[Stored dataset items]
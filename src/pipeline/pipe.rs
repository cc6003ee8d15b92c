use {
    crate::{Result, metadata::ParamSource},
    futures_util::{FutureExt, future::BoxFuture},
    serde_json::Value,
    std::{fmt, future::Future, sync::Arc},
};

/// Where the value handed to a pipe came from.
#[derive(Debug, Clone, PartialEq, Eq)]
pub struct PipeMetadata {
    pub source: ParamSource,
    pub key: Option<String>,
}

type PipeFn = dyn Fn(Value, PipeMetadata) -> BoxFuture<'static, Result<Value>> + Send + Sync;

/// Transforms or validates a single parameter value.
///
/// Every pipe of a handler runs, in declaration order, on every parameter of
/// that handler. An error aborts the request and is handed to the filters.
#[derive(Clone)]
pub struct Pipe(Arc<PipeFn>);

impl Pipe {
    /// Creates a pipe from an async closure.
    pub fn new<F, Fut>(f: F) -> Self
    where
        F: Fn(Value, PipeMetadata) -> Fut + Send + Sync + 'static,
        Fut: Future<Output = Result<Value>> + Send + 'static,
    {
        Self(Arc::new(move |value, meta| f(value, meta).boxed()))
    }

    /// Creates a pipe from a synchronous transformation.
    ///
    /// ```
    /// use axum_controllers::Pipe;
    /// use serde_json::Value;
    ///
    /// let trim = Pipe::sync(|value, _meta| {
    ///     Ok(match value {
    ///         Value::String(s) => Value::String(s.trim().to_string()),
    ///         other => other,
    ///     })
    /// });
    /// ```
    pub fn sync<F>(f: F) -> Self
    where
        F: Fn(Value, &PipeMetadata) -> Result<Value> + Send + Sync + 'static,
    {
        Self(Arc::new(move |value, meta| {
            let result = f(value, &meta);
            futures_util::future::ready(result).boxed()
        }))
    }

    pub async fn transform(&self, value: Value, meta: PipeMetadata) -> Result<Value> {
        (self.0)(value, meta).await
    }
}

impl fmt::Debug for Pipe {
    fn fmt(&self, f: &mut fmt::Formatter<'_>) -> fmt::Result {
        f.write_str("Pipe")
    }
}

==

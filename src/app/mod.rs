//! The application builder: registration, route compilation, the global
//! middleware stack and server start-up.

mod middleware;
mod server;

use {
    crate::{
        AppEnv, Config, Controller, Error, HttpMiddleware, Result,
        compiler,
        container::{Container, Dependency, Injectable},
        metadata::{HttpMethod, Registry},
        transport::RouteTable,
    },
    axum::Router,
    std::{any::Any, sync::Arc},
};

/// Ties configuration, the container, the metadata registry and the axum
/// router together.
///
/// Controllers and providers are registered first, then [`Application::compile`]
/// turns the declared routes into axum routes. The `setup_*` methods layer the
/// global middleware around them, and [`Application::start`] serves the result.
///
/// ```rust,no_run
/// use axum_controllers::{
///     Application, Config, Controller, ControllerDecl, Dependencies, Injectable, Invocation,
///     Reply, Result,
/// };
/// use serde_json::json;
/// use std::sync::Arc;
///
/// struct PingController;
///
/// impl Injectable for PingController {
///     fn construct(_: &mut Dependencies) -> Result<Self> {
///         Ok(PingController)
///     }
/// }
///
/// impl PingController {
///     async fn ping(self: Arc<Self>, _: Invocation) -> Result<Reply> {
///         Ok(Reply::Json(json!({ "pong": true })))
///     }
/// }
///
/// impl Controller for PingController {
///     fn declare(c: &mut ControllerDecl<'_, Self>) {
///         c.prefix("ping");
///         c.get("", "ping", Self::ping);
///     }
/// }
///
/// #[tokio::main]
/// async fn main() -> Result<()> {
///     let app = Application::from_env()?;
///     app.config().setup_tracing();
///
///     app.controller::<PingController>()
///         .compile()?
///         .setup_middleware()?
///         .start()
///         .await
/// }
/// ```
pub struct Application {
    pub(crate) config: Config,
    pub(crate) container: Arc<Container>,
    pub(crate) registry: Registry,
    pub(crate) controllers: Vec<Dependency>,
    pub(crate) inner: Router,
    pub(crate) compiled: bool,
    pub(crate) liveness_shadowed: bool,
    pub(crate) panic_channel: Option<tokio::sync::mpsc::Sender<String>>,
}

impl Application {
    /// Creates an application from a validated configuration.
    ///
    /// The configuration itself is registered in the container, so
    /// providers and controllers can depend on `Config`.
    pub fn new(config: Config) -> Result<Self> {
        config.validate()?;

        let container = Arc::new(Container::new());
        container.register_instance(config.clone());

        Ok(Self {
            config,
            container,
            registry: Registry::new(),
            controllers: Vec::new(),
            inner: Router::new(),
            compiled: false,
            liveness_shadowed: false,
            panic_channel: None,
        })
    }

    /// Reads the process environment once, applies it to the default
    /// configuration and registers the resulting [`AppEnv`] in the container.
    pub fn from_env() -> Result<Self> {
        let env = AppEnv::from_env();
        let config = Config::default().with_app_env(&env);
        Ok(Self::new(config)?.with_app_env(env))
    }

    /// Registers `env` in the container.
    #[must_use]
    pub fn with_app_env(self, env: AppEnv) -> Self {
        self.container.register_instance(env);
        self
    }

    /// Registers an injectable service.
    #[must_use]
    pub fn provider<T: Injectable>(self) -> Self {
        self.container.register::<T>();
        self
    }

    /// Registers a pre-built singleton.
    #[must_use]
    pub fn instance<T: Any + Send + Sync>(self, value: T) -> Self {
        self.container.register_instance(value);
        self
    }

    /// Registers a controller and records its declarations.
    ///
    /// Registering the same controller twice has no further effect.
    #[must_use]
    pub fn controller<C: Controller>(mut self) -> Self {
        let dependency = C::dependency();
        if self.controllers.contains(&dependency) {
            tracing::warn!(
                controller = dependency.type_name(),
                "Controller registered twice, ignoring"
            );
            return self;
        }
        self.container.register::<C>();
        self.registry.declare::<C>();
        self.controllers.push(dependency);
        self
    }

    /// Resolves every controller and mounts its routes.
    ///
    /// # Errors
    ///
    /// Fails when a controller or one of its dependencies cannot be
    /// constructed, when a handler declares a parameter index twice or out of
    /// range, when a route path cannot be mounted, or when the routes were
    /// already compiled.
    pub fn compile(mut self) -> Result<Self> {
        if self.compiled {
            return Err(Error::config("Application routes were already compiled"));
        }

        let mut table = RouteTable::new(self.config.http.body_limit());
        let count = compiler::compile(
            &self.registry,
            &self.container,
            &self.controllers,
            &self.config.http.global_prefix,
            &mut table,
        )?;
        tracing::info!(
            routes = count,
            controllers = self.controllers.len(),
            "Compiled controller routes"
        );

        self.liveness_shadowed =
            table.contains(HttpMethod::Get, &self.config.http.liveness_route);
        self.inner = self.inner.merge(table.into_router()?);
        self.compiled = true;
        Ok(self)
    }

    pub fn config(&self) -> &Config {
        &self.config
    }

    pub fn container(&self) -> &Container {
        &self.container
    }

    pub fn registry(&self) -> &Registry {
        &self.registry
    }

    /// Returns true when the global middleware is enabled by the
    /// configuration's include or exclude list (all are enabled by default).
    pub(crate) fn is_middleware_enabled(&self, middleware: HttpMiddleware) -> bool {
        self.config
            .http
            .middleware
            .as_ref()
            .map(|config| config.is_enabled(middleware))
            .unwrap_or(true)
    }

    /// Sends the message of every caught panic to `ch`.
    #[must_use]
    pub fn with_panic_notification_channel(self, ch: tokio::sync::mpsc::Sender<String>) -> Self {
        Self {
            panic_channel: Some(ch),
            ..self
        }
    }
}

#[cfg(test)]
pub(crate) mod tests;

...

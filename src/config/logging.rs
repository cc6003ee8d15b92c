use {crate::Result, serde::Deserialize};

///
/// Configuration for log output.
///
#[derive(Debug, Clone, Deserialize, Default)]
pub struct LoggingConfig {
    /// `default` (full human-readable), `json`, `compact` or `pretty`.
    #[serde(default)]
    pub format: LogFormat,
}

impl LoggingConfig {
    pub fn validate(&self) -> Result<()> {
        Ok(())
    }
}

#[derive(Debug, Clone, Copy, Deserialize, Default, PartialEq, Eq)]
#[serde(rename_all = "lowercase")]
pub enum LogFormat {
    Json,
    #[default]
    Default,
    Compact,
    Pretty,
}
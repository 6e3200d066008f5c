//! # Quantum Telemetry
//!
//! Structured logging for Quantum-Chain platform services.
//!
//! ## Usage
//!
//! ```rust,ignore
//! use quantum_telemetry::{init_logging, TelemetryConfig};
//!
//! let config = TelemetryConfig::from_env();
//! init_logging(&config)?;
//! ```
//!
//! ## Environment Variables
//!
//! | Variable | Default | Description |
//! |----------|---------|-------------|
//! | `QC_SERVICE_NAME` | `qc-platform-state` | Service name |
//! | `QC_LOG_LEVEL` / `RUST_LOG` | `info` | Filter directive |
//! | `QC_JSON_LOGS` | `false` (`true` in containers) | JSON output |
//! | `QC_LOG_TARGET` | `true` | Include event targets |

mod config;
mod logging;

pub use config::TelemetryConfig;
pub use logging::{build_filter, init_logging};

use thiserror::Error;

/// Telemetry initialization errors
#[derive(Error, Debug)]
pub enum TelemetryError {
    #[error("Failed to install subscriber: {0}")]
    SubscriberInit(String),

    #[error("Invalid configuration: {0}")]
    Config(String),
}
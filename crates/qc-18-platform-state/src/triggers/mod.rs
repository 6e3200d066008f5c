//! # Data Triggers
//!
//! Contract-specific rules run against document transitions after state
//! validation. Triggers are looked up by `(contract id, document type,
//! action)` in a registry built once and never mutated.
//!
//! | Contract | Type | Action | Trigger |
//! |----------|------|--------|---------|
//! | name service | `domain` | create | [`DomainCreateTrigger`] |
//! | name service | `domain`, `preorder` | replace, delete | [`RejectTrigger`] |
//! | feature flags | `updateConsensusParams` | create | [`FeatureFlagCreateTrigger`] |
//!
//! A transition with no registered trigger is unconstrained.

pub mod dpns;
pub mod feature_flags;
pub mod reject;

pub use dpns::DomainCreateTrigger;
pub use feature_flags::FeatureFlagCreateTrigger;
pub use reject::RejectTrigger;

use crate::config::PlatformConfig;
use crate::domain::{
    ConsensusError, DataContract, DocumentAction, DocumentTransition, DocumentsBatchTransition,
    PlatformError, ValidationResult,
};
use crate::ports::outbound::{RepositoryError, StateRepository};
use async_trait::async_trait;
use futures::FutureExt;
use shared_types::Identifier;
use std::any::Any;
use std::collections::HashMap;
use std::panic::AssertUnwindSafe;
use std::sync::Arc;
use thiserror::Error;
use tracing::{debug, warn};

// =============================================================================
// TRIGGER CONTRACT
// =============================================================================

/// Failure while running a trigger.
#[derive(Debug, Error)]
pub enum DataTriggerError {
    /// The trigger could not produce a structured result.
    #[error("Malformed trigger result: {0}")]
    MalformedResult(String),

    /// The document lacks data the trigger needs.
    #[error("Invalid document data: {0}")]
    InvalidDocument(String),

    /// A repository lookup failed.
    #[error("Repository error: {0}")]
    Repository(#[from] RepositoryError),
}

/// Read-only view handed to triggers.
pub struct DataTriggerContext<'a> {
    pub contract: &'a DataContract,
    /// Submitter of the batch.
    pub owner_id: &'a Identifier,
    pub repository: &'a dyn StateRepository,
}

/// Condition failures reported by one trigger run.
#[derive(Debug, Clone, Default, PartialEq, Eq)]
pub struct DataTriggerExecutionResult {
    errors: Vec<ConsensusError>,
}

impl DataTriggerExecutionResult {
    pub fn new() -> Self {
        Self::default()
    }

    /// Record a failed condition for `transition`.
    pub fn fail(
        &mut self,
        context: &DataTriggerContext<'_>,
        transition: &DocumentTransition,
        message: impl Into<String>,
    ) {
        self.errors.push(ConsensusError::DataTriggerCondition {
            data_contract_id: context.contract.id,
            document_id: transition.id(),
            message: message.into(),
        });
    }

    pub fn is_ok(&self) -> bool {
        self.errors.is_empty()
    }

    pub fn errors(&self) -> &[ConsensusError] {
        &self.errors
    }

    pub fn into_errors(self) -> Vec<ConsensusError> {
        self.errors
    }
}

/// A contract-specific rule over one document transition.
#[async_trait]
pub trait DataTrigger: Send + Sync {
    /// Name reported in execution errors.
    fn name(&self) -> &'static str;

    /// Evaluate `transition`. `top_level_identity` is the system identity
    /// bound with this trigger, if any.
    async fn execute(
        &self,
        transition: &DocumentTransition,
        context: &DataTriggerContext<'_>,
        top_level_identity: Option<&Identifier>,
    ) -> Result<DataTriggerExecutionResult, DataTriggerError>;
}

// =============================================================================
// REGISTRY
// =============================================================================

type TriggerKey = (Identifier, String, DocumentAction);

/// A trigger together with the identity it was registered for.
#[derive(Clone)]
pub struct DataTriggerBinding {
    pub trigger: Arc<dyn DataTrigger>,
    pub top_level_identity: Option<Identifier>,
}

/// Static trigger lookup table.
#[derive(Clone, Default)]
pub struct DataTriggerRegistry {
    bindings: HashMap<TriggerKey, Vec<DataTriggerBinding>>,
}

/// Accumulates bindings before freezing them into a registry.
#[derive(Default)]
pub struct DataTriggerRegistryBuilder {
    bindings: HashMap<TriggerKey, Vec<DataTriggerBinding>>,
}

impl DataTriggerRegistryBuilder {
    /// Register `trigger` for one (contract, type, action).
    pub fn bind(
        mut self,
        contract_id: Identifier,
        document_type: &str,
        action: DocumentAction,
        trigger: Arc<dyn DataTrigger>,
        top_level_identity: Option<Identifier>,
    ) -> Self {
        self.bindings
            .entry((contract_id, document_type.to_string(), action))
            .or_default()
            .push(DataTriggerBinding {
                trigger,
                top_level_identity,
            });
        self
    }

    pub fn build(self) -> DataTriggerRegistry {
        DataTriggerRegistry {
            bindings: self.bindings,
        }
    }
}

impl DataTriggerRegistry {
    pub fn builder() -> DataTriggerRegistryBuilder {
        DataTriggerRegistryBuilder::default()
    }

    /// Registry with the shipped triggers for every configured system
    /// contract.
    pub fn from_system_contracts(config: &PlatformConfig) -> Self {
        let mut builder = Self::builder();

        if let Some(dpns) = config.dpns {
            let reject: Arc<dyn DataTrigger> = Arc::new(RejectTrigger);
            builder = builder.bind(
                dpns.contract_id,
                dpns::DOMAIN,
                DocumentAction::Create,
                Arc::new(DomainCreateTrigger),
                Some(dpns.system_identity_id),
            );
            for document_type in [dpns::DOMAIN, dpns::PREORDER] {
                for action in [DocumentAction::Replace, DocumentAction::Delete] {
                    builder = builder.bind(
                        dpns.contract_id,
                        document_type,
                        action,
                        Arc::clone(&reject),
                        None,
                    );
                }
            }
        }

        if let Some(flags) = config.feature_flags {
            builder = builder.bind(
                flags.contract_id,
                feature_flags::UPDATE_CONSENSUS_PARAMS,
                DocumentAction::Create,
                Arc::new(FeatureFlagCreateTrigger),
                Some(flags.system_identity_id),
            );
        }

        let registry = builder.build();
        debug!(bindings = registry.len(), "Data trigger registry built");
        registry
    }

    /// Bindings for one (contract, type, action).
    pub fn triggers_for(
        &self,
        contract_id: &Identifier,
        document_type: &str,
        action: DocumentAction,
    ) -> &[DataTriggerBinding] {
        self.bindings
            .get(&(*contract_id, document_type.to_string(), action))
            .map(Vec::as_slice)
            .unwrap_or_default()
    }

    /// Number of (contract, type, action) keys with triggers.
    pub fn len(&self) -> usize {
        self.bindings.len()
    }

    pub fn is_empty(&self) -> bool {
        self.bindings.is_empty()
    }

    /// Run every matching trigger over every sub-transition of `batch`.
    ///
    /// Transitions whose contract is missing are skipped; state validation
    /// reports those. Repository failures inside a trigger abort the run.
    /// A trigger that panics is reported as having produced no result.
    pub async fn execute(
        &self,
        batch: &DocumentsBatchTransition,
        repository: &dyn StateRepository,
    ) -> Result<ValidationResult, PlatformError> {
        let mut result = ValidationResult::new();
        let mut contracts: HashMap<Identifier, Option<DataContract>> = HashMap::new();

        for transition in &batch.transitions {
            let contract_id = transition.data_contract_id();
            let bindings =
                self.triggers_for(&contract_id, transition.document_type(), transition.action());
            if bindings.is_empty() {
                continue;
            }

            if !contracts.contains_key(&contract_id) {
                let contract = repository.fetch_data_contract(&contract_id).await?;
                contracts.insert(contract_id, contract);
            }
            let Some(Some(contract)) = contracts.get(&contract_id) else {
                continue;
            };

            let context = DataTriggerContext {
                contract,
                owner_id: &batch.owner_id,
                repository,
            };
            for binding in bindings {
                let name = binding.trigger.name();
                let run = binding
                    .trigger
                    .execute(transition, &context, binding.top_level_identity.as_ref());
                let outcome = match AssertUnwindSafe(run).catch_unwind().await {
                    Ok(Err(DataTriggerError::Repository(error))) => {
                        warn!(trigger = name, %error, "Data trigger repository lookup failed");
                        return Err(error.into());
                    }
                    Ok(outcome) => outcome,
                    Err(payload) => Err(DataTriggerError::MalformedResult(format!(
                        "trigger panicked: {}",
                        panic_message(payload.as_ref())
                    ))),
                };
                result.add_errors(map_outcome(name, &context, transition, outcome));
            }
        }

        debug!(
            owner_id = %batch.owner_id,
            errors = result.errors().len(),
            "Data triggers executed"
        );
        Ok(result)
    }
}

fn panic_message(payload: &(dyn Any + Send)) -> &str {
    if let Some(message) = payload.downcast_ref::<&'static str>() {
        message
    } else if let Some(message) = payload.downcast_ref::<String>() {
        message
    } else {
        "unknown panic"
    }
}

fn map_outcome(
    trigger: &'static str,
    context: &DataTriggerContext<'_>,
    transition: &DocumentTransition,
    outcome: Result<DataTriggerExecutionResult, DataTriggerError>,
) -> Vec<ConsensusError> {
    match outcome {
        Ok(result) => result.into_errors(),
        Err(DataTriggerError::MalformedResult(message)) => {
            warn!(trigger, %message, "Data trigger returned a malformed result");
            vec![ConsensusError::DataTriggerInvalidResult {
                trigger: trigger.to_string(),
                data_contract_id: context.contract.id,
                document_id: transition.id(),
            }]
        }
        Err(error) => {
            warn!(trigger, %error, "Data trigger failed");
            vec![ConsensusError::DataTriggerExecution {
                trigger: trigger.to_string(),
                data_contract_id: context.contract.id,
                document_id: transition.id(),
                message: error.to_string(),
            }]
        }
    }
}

What to produce: All lines above from the line with "filename src/pipeline/pipe.rs" through the line with "pipe came from.", both included, are to be set down exactly, with nothing else.

Completed exercise:
filename src/pipeline/pipe.rs
repository cc6003ee8d15b92c
use {
    crate::{Result, metadata::ParamSource},
    futures_util::{FutureExt, future::BoxFuture},
    serde_json::Value,
    std::{fmt, future::Future, sync::Arc},
};

/// Where the value handed to a pipe came from.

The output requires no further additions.